> [Exercise instructions]: Give again, word for word, each line below starting at the one that contains "fn touches(event: &Event, file: &Path)" and ending at the one that contains "let config = match".

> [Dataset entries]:
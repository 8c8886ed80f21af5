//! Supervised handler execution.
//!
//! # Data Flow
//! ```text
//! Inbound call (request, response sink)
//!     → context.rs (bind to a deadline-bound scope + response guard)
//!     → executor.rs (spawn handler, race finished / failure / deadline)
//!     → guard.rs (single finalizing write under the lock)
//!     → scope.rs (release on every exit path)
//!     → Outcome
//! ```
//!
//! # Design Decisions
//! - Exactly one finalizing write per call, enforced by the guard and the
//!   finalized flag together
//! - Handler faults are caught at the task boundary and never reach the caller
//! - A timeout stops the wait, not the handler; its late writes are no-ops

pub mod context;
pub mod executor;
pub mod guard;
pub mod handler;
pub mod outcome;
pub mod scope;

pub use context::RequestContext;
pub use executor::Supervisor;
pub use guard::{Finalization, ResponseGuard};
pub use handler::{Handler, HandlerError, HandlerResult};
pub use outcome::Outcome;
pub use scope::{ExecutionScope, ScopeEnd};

* * *

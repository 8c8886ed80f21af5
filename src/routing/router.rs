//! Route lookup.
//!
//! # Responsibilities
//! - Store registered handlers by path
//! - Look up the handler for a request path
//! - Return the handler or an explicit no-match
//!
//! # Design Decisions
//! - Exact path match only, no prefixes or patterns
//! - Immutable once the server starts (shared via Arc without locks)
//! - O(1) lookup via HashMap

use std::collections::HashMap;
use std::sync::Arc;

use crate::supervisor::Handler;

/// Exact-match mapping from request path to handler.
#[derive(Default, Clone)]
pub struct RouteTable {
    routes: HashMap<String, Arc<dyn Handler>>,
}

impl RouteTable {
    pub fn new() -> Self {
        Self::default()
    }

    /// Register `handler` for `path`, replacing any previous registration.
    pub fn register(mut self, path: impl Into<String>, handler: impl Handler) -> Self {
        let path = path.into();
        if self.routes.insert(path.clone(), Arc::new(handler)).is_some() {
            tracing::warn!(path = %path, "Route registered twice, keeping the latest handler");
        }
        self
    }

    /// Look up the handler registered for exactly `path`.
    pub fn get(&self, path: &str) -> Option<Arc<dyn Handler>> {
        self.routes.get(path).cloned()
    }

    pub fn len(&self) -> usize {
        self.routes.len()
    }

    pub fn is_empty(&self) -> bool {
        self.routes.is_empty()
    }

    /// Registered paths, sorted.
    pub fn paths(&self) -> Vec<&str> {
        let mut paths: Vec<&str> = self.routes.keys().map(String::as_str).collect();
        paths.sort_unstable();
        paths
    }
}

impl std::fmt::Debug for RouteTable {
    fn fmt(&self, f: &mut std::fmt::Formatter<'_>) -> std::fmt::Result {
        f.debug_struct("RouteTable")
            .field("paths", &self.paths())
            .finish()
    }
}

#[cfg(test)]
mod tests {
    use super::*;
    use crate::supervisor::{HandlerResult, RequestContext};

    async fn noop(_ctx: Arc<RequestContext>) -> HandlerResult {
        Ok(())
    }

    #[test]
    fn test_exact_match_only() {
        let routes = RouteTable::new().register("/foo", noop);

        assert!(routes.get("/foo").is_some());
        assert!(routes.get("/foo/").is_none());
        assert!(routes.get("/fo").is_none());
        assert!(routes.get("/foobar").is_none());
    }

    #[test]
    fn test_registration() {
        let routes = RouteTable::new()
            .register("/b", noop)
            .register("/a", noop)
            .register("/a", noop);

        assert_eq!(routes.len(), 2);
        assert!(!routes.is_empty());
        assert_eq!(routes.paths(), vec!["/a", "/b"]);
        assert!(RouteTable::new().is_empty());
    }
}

...

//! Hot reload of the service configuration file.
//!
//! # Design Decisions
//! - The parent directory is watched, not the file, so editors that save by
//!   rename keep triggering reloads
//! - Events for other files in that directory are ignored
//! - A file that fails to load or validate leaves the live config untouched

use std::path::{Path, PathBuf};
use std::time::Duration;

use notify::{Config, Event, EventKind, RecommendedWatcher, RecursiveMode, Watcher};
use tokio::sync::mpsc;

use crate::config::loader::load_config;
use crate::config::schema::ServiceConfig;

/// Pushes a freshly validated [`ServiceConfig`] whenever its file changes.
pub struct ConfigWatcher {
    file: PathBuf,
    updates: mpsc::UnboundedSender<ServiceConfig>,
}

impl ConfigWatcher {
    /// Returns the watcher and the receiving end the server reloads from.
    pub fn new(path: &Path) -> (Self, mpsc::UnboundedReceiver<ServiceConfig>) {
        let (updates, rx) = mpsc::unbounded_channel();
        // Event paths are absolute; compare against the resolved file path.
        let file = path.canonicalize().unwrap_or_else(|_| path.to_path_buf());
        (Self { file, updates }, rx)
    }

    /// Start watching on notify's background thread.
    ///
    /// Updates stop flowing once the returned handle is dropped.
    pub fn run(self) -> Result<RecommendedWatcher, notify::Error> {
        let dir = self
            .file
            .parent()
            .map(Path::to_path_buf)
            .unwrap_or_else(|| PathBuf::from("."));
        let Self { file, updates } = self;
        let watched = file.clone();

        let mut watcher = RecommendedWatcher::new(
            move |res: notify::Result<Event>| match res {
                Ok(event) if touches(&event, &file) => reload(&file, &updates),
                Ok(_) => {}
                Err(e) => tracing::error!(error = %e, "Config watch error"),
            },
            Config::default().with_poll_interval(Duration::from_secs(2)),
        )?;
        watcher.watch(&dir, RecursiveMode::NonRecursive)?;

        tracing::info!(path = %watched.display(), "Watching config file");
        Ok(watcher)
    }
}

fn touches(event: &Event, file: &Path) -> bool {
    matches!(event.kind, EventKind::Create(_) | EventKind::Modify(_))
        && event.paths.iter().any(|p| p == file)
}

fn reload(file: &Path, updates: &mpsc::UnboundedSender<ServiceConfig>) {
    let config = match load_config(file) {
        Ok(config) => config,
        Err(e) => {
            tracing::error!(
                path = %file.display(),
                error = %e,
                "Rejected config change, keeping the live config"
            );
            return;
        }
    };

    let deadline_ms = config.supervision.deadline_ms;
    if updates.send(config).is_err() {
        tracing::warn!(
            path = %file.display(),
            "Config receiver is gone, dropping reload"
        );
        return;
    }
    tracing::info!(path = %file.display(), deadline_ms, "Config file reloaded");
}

> [Task answer]:
fn touches(event: &Event, file: &Path) -> bool {
    matches!(event.kind, EventKind::Create(_) | EventKind::Modify(_))
        && event.paths.iter().any(|p| p == file)
}

fn reload(file: &Path, updates: &mpsc::UnboundedSender<ServiceConfig>) {
    let config = match load_config(file) {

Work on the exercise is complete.